Next I’d like to address the issue of participation, which I believe to be all too often misunderstood. Many, like the author of the article, see quotes like that from GIRM #41 above and conclude that whatever we sing must be something that the entire congregation (from my warbling five-year-old to the even warblier 85-year-old behind us) can sing along to. Not so! It just doesn’t make sense that the same document that mentions Gregorian chant at every turn would expect everyone present in a church to sing, especially since a vast majority have never seen square notes before in their lives. No, I’m pretty sure that the “active participation” referred to is a spiritual action, and I’ll go once again to the Catechism for backup (emphasis mine):
All have their own active parts to play in the celebration, each in his own way: readers, those who bring up the offerings, those who give communion, and the whole people whose “Amen” manifests their participation. (CCC 1348)
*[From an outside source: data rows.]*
use clap::Parser;
use clap_verbosity_flag::{Verbosity, WarnLevel};
use config::{Config, parse_bool, parse_minfree_levels, parse_priority_floors, parse_u32};
use reclaimer::Param;
use std::path::{Path, PathBuf};

/// lowmemd: low memory killer daemon
///
/// lowmemd watches free memory and, once it drops below the configured
/// levels, terminates the least important process to bring it back up.
/// Processes are ranked by their `oom_score_adj`, scaled to the -17..15
/// `oom_adj` range the priority floors use.
#[derive(Debug, Parser, Clone)]
#[command(about, long_about, version)]
pub struct Cli {
    /// Path to configuration file.
    ///
    /// If not provided, the default locations are checked. They are
    /// `/etc/lowmemd/config.toml` and `/etc/lowmemd/config.d/*.toml`,
    /// where the latter being a glob pattern. If they don't exist, the default
    /// configuration is used.
    #[arg(short, long, value_parser = validate_file)]
    pub config: Option<PathBuf>,

    /// Log the victims that would be chosen, but never send a signal.
    #[arg(long)]
    pub dry_run: bool,

    /// Override a reclaim parameter, e.g. `--set minfree=1024,4096`.
    ///
    /// Accepted names: priority_floors (adj), minfree_levels (minfree),
    /// debug_level, fast_run (lmk_fast_run) and reclaim_cost (cost).
    /// May be repeated; later values win.
    #[arg(long = "set", value_name = "NAME=VALUE", value_parser = parse_override)]
    pub overrides: Vec<Override>,

    #[command(flatten)]
    pub verbosity: Verbosity<WarnLevel>,
}

impl Cli {
    /// Apply the command line on top of a loaded configuration.
    pub fn apply(&self, config: &mut Config) -> Result<(), config::Error> {
        for item in &self.overrides {
            item.apply(config)?;
        }
        if self.dry_run {
            config.daemon.dry_run = true;
        }
        config.validate()
    }
}

/// A single `--set` parameter.
#[derive(Debug, Clone, PartialEq, Eq)]
pub struct Override {
    pub param: Param,
    pub value: String,
}

impl Override {
    pub fn apply(&self, config: &mut Config) -> Result<(), config::Error> {
        let value = self.value.as_str();
        match self.param {
            Param::PriorityFloors => {
                config.thresholds.priority_floors = parse_priority_floors(value)?;
            }
            Param::MinfreeLevels => {
                config.thresholds.minfree_levels = parse_minfree_levels(value)?;
            }
            Param::DebugLevel => config.reclaim.debug_level = parse_u32(self.param.name(), value)?,
            Param::FastRun => config.reclaim.fast_run = parse_bool(self.param.name(), value)?,
            Param::ReclaimCost => {
                config.reclaim.reclaim_cost = parse_u32(self.param.name(), value)?;
            }
        }
        Ok(())
    }
}

/// Check if the file exists.
#[inline(always)]
fn validate_file(file: &str) -> Result<PathBuf, String> {
    let path = Path::new(file);
    if path.exists() {
        Ok(path.to_owned())
    } else {
        Err(format!("File not found: {:?}", path))
    }
}

/// Parse and validate `name=value`.
fn parse_override(arg: &str) -> Result<Override, String> {
    let (name, value) = arg
        .split_once('=')
        .ok_or_else(|| format!("`{arg}` is not of the form NAME=VALUE"))?;
    let param: Param = name.trim().parse().map_err(|err| format!("{err}"))?;
    let item = Override {
        param,
        value: value.trim().to_owned(),
    };
    item.apply(&mut Config::default())
        .map_err(|err| format!("{err}"))?;
    Ok(item)
}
Our “Amen” means so much more than we give it credit for. The Catechism tells us that we call this particular sacrament, among other titles, “Holy Communion, because by this sacrament we unite ourselves to Christ, who makes us sharers in His Body and Blood to form a single body.” (CCC1331) So simply by saying “Amen” we are admitting
that, in much the same way that the “two become one flesh” in a natural marriage, our flesh becomes one with that of Christ. By receiving this Most Blessed Sacrament with a worthy “Amen,” we are consummating our mystical marriage to Christ! Doesn’t that just knock your socks off? For more on the relationship between the sacraments of Marriage and Eucharist, see this post by Funky or take up a study of John Paul II’s Theology of the Body.
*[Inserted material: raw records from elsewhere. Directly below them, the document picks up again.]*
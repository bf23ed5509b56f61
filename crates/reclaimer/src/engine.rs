#![forbid(unsafe_code)]

use crate::clock::Clock;
use crate::domain::{CandidateId, CandidateRecord, Priority, RequestContext};
use crate::error::Error;
use crate::host::ProcessSource;
use crate::selector::{LowMemoryKiller, ReclaimOutcome};
use crate::wait::Interrupt;
use config::Config;
use rustc_hash::{FxHashMap, FxHashSet};
use std::sync::Arc;
use tokio::sync::mpsc;
use tokio_util::sync::CancellationToken;
use tracing::{debug, info, trace, warn};

/// Scan budget one pressure notification translates to, the way the
/// kernel sizes a shrinker call: four times the scanned pages, divided by
/// the cost of recreating what is reclaimed.
pub fn shrink_budget(count: i64, reclaim_cost: u32) -> i64 {
    if count <= 0 {
        return 0;
    }
    count.saturating_mul(4) / i64::from(reclaim_cost.max(1))
}

pub struct Services {
    pub killer: Arc<LowMemoryKiller>,
    pub source: Arc<dyn ProcessSource>,
    pub clock: Arc<dyn Clock>,
}

pub enum ControlEvent {
    Reload(Box<Config>),
    DumpStatus,
}

#[derive(Debug, Clone, Copy, Default, PartialEq, Eq)]
pub struct SyncReport {
    pub registered: usize,
    pub unregistered: usize,
    pub rekeyed: usize,
}

#[derive(Debug, Clone)]
pub struct TickReport {
    pub tick_id: u64,
    pub sync: SyncReport,
    /// Pages reported by the sizing call.
    pub pressure: i64,
    pub budget: i64,
    /// Outcome of the scanning call, when the budget allowed one.
    pub outcome: Option<ReclaimOutcome>,
}

/// Polling stand-in for a shrinker registration: keeps the killer's
/// registry in step with the process table and feeds it pressure.
pub struct ReclaimEngine {
    config: Config,
    services: Services,
    registered: FxHashMap<CandidateId, Priority>,
    interrupt: Interrupt,
    tick_id: u64,
}

impl ReclaimEngine {
    pub fn new(config: Config, services: Services) -> Self {
        Self {
            config,
            services,
            registered: FxHashMap::default(),
            interrupt: Interrupt::default(),
            tick_id: 0,
        }
    }

    pub fn killer(&self) -> &Arc<LowMemoryKiller> {
        &self.services.killer
    }

    pub fn config(&self) -> &Config {
        &self.config
    }

    /// The interrupt handed to every reclaim call of this engine.
    pub fn interrupt(&self) -> &Interrupt {
        &self.interrupt
    }

    /// Sync the registry, size the pass, then run it.
    pub async fn tick(&mut self) -> Result<TickReport, Error> {
        self.tick_id = self.tick_id.saturating_add(1);
        let sync = self.sync_registry()?;

        let pressure = self.shrink(0).await?.pages;
        let budget = shrink_budget(pressure, self.services.killer.tunables().reclaim_cost);
        let outcome = if budget > 0 {
            Some(self.shrink(budget).await?)
        } else {
            None
        };

        let report = TickReport {
            tick_id: self.tick_id,
            sync,
            pressure,
            budget,
            outcome,
        };
        trace!(?report, "tick finished");
        Ok(report)
    }

    /// Run ticks every `poll_interval` until `cancel` fires.
    pub async fn run_until(
        &mut self,
        cancel: CancellationToken,
        mut control_rx: mpsc::UnboundedReceiver<ControlEvent>,
    ) -> Result<(), Error> {
        loop {
            let tick_start = self.services.clock.now();
            let mut did_tick = false;
            tokio::select! {
                biased;
                _ = cancel.cancelled() => {
                    // Cut any settle pause still running on the blocking pool.
                    self.interrupt.raise();
                    info!("shutdown requested");
                    break;
                }
                Some(event) = control_rx.recv() => {
                    self.handle_control(event);
                }
                result = self.tick() => {
                    if let Err(err) = result {
                        warn!(%err, "reclaim tick failed");
                    }
                    did_tick = true;
                }
            }

            if did_tick {
                let elapsed = self.services.clock.now().saturating_duration_since(tick_start);
                if let Some(remaining) = self.config.daemon.poll_interval.checked_sub(elapsed) {
                    tokio::select! {
                        _ = cancel.cancelled() => continue,
                        _ = self.services.clock.sleep(remaining) => {}
                    }
                }
            }
        }

        Ok(())
    }

    async fn shrink(&self, scan_budget: i64) -> Result<ReclaimOutcome, Error> {
        let killer = Arc::clone(&self.services.killer);
        let request = RequestContext::new(self.config.daemon.request_zone)
            .with_interrupt(self.interrupt.clone());
        // Reclaim may sleep on a condition variable; keep it off the runtime.
        let outcome =
            tokio::task::spawn_blocking(move || killer.reclaim_detailed(scan_budget, &request))
                .await?;
        Ok(outcome)
    }

    /// Register new processes, drop departed ones and re-key those whose
    /// priority changed.
    fn sync_registry(&mut self) -> Result<SyncReport, Error> {
        let entries = self.services.source.snapshot()?;
        let killer = &self.services.killer;
        let mut report = SyncReport::default();
        let mut seen = FxHashSet::default();

        for entry in entries {
            seen.insert(entry.id);
            match self.registered.get(&entry.id) {
                Some(&priority) if priority == entry.priority => continue,
                Some(_) => {
                    if let Err(err) = killer.unregister_candidate(entry.id) {
                        warn!(pid = %entry.id, %err, "stale registration");
                    }
                    report.rekeyed += 1;
                }
                None => report.registered += 1,
            }
            let record = CandidateRecord::new(entry.id, entry.priority, entry.name);
            match killer.register_candidate(record) {
                Ok(()) => {
                    self.registered.insert(entry.id, entry.priority);
                }
                Err(err) => {
                    warn!(pid = %entry.id, %err, "failed to register candidate");
                    self.registered.remove(&entry.id);
                }
            }
        }

        let gone: Vec<_> = self
            .registered
            .keys()
            .filter(|id| !seen.contains(id))
            .copied()
            .collect();
        for id in gone {
            self.registered.remove(&id);
            if let Err(err) = killer.unregister_candidate(id) {
                warn!(pid = %id, %err, "failed to unregister candidate");
            }
            report.unregistered += 1;
        }

        if report != SyncReport::default() {
            debug!(?report, total = self.registered.len(), "registry synced");
        }
        Ok(report)
    }

    fn handle_control(&mut self, event: ControlEvent) {
        match event {
            ControlEvent::Reload(config) => self.apply_reload(*config),
            ControlEvent::DumpStatus => self.dump_status(),
        }
    }

    fn apply_reload(&mut self, config: Config) {
        if let Err(err) = self.services.killer.apply_config(&config) {
            warn!(%err, "rejecting reloaded config");
            return;
        }
        if config.daemon.dry_run != self.config.daemon.dry_run
            || config.daemon.background_balancer != self.config.daemon.background_balancer
        {
            warn!(
                dry_run = config.daemon.dry_run,
                background_balancer = config.daemon.background_balancer,
                "host settings take effect on restart"
            );
        }
        self.config = config;
        info!("config reloaded");
    }

    fn dump_status(&self) {
        let killer = &self.services.killer;
        let stats = killer.stats();
        let deadline = killer
            .throttle_deadline()
            .map(|deadline| deadline.saturating_duration_since(self.services.clock.now()));

        info!(?self.config, "current config");
        info!(
            registered = killer.index().len(),
            ticks = self.tick_id,
            scans = stats.scans,
            kills = stats.kills,
            throttled = stats.throttled,
            interrupted = stats.interrupted,
            throttle_remaining = ?deadline,
            "reclaim status"
        );
    }
}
I’m hoping that there are some married readers out there who will pick up on where I’m going next. In my natural marriage to my spouse, God uses the one-flesh union we share to grace us with children. This fruitfulness is the
cause of great joy for us, and we express our unity as one family frequently and in many ways. Now, imagine what it would be like if, at the moment of consummation, we called the kids in to start singing, “We are family – I got all my sisters with me!” As in the movie “Young Frankenstein,” doesn’t it seem more appropriate for the bride, alone with her lover, to sing “O, sweet mystery of life, at last I’ve found you!”?
I’m not trying to be offensive – my sense of humor is just that quirky. The last gripe I’m going to make is about songs of adoration being labeled as inappropriate. We are the unified bride of Christ, and together as
one body we share a one-flesh union with Him. Should we not, at the moment of our consummation with the King of Kings and Lord of Lords, as one body, adore Him? And if the choir is good enough to sing “Adoramus Te Christe” or Adoro Te Devote” such that our hearts burst with “Amen!” are we not fully participating in their prayer? Doesn’t adoration at this
point in the Mass just seem more appropriate than songs about our brotherhood as Christians?
The author concluded the article with a call for “good catechesis, careful planning and quiet perseverance.” On this lone point, we agree. The Catholic Church has a wealth of beautiful, reverent, sacred music that most of
us have never seen or heard. The GIRM, the documents of Vatican II, and the writings of our ancestors in faith go largely unexplored when we address liturgical music. But if we take the time to look beyond the entertainment and feel-good value of the music of the Mass and really see it as the lifting of prayer that it ought to be, we will
succeed in experiencing the Communion Procession, and indeed, the entire Mass, as a “unifying and sacred time.”